§ **Supplied data**

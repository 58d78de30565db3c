// ABOUTME: Reasoner module - the decision-making collaborator of the execution loop.
// ABOUTME: Provides the Reasoner trait, Prompt/Decision types, ChatReasoner and FnReasoner.

pub mod chat;
mod scripted;
mod traits;
mod types;

pub use chat::{ChatReasoner, ReasonerConfig};
pub use scripted::FnReasoner;
pub use traits::Reasoner;
pub use types::{Decision, Prompt};
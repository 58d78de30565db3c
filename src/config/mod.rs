// ABOUTME: Crew definition files - agents, their tasks, run limits and reasoner settings.
// ABOUTME: Supports JSON and YAML; see CrewConfig::load.

mod loader;
mod types;

pub use types::{AgentConfig, CrewConfig, ReasonerSection, SettingsConfig, TaskConfig};

#[cfg(test)]
mod config_test;
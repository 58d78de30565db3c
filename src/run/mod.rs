// ABOUTME: Run module - per-run scheduling, context, the worker-pool driver, and reporting.
// ABOUTME: Provides Scheduler, Selection, RunContext, RunSettings, and CrewReport.

mod context;
pub(crate) mod driver;
mod report;
mod scheduler;

pub use context::{OutputQuality, RunContext, TaskOutput};
pub use driver::{DEFAULT_MAX_CONCURRENCY, RunSettings};
pub use report::{CrewReport, SkipReason, TaskOutcome, TaskStatus};
pub use scheduler::{Scheduler, Selection};
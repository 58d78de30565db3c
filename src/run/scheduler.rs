// ABOUTME: Scheduler - the per-run state machine over a TaskGraph.
// ABOUTME: In-degree tracking, a declaration-ordered ready set, selection, failure and cancel propagation.

use std::collections::{BTreeSet, HashSet};
use std::sync::Arc;

use super::report::{SkipReason, TaskStatus};
use crate::agent::{AgentId, AgentRegistry};
use crate::error::RegistryError;
use crate::task::{TaskGraph, TaskId};

/// Which agents' tasks a run executes.
#[derive(Debug, Clone, Default, PartialEq, Eq)]
pub enum Selection {
    #[default]
    All,
    Only(HashSet<AgentId>),
}

impl Selection {
    /// Resolve role names against the registry. An empty list selects everything.
    pub fn from_roles<S: AsRef<str>>(agents: &AgentRegistry, roles: &[S]) -> Result<Self, RegistryError> {
        if roles.is_empty() {
            return Ok(Selection::All);
        }
        let ids = roles
            .iter()
            .map(|role| agents.id_of(role.as_ref()))
            .collect::<Result<HashSet<_>, _>>()?;
        Ok(Selection::Only(ids))
    }

    pub fn includes(&self, agent: AgentId) -> bool {
        match self {
            Selection::All => true,
            Selection::Only(ids) => ids.contains(&agent),
        }
    }
}

/// Tracks which tasks may start and the status of every task in a run.
#[derive(Debug)]
pub struct Scheduler {
    graph: Arc<TaskGraph>,
    selection: Selection,
    /// Dependencies not yet terminal, per task.
    in_degree: Vec<usize>,
    status: Vec<TaskStatus>,
    ready: BTreeSet<TaskId>,
    completion_order: Vec<TaskId>,
}

impl Scheduler {
    /// Create a scheduler and seed the ready set.
    ///
    /// Non-selected tasks without dependencies are skipped immediately and
    /// release their dependents.
    pub fn new(graph: Arc<TaskGraph>, selection: Selection) -> Self {
        let in_degree = graph.nodes().iter().map(|n| n.dependencies.len()).collect();
        let status = vec![TaskStatus::Pending; graph.len()];
        let mut scheduler = Self {
            graph,
            selection,
            in_degree,
            status,
            ready: BTreeSet::new(),
            completion_order: Vec::new(),
        };

        let roots: Vec<TaskId> = scheduler
            .graph
            .nodes()
            .iter()
            .filter(|n| n.dependencies.is_empty())
            .map(|n| n.id)
            .collect();
        for id in roots {
            scheduler.settle(id);
        }
        scheduler
    }

    /// Pop the lowest-declared ready task and mark it running.
    pub fn next_ready(&mut self) -> Option<TaskId> {
        let id = self.ready.pop_first()?;
        self.status[id.0] = TaskStatus::Running;
        Some(id)
    }

    /// Whether any task is waiting to be dispatched.
    pub fn has_ready(&self) -> bool {
        !self.ready.is_empty()
    }

    /// Record a running task's terminal status and update its dependents.
    pub fn complete(&mut self, id: TaskId, status: TaskStatus) {
        if self.status.get(id.0).is_none_or(TaskStatus::is_terminal) {
            tracing::warn!(task = %id, "Ignoring completion of unknown or finished task");
            return;
        }
        let failed = matches!(status, TaskStatus::Failed(_));
        self.finish(id, status);

        if failed {
            self.skip_dependents(id);
        } else {
            self.release(id);
        }
    }

    /// Skip every task that has not started. Returns the newly skipped tasks.
    pub fn cancel_pending(&mut self) -> Vec<TaskId> {
        self.ready.clear();
        let pending: Vec<TaskId> = (0..self.status.len())
            .map(TaskId)
            .filter(|id| self.status[id.0] == TaskStatus::Pending)
            .collect();
        for id in &pending {
            self.finish(*id, TaskStatus::Skipped(SkipReason::Cancelled));
        }
        pending
    }

    /// Whether every task is terminal.
    pub fn is_finished(&self) -> bool {
        self.status.iter().all(TaskStatus::is_terminal)
    }

    /// Number of tasks currently running.
    pub fn running(&self) -> usize {
        self.status
            .iter()
            .filter(|s| **s == TaskStatus::Running)
            .count()
    }

    pub fn status(&self, id: TaskId) -> Option<&TaskStatus> {
        self.status.get(id.0)
    }

    /// Tasks in the order they reached a terminal state.
    pub fn completion_order(&self) -> &[TaskId] {
        &self.completion_order
    }

    fn finish(&mut self, id: TaskId, status: TaskStatus) {
        self.status[id.0] = status;
        self.completion_order.push(id);
    }

    /// Called when a pending task has no unfinished dependencies.
    fn settle(&mut self, id: TaskId) {
        if self.status[id.0] != TaskStatus::Pending {
            return;
        }
        let Some(node) = self.graph.node(id) else {
            return;
        };
        if self.selection.includes(node.agent) {
            self.ready.insert(id);
        } else {
            tracing::debug!(task = %node.key, role = %node.role, "Skipping task of unselected agent");
            self.finish(id, TaskStatus::Skipped(SkipReason::NotSelected));
            self.release(id);
        }
    }

    fn release(&mut self, id: TaskId) {
        let graph = Arc::clone(&self.graph);
        for dependent in graph.dependents(id) {
            let remaining = &mut self.in_degree[dependent.0];
            *remaining = remaining.saturating_sub(1);
            if *remaining == 0 {
                self.settle(*dependent);
            }
        }
    }

    fn skip_dependents(&mut self, failed: TaskId) {
        let graph = Arc::clone(&self.graph);
        let failed_key = graph
            .node(failed)
            .map(|n| n.key.clone())
            .unwrap_or_else(|| failed.to_string());

        let mut stack: Vec<TaskId> = graph.dependents(failed).to_vec();
        while let Some(id) = stack.pop() {
            if self.status[id.0] != TaskStatus::Pending {
                continue;
            }
            self.ready.remove(&id);
            self.finish(
                id,
                TaskStatus::Skipped(SkipReason::UpstreamFailed {
                    task: failed_key.clone(),
                }),
            );
            stack.extend(graph.dependents(id).iter().rev());
        }
    }
}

§ **Task requirements**
Check each line of the entries, and copy the ones that contain "stack".

§ **Task solution**
        let mut stack: Vec<TaskId> = graph.dependents(failed).to_vec();
        while let Some(id) = stack.pop() {
            stack.extend(graph.dependents(id).iter().rev());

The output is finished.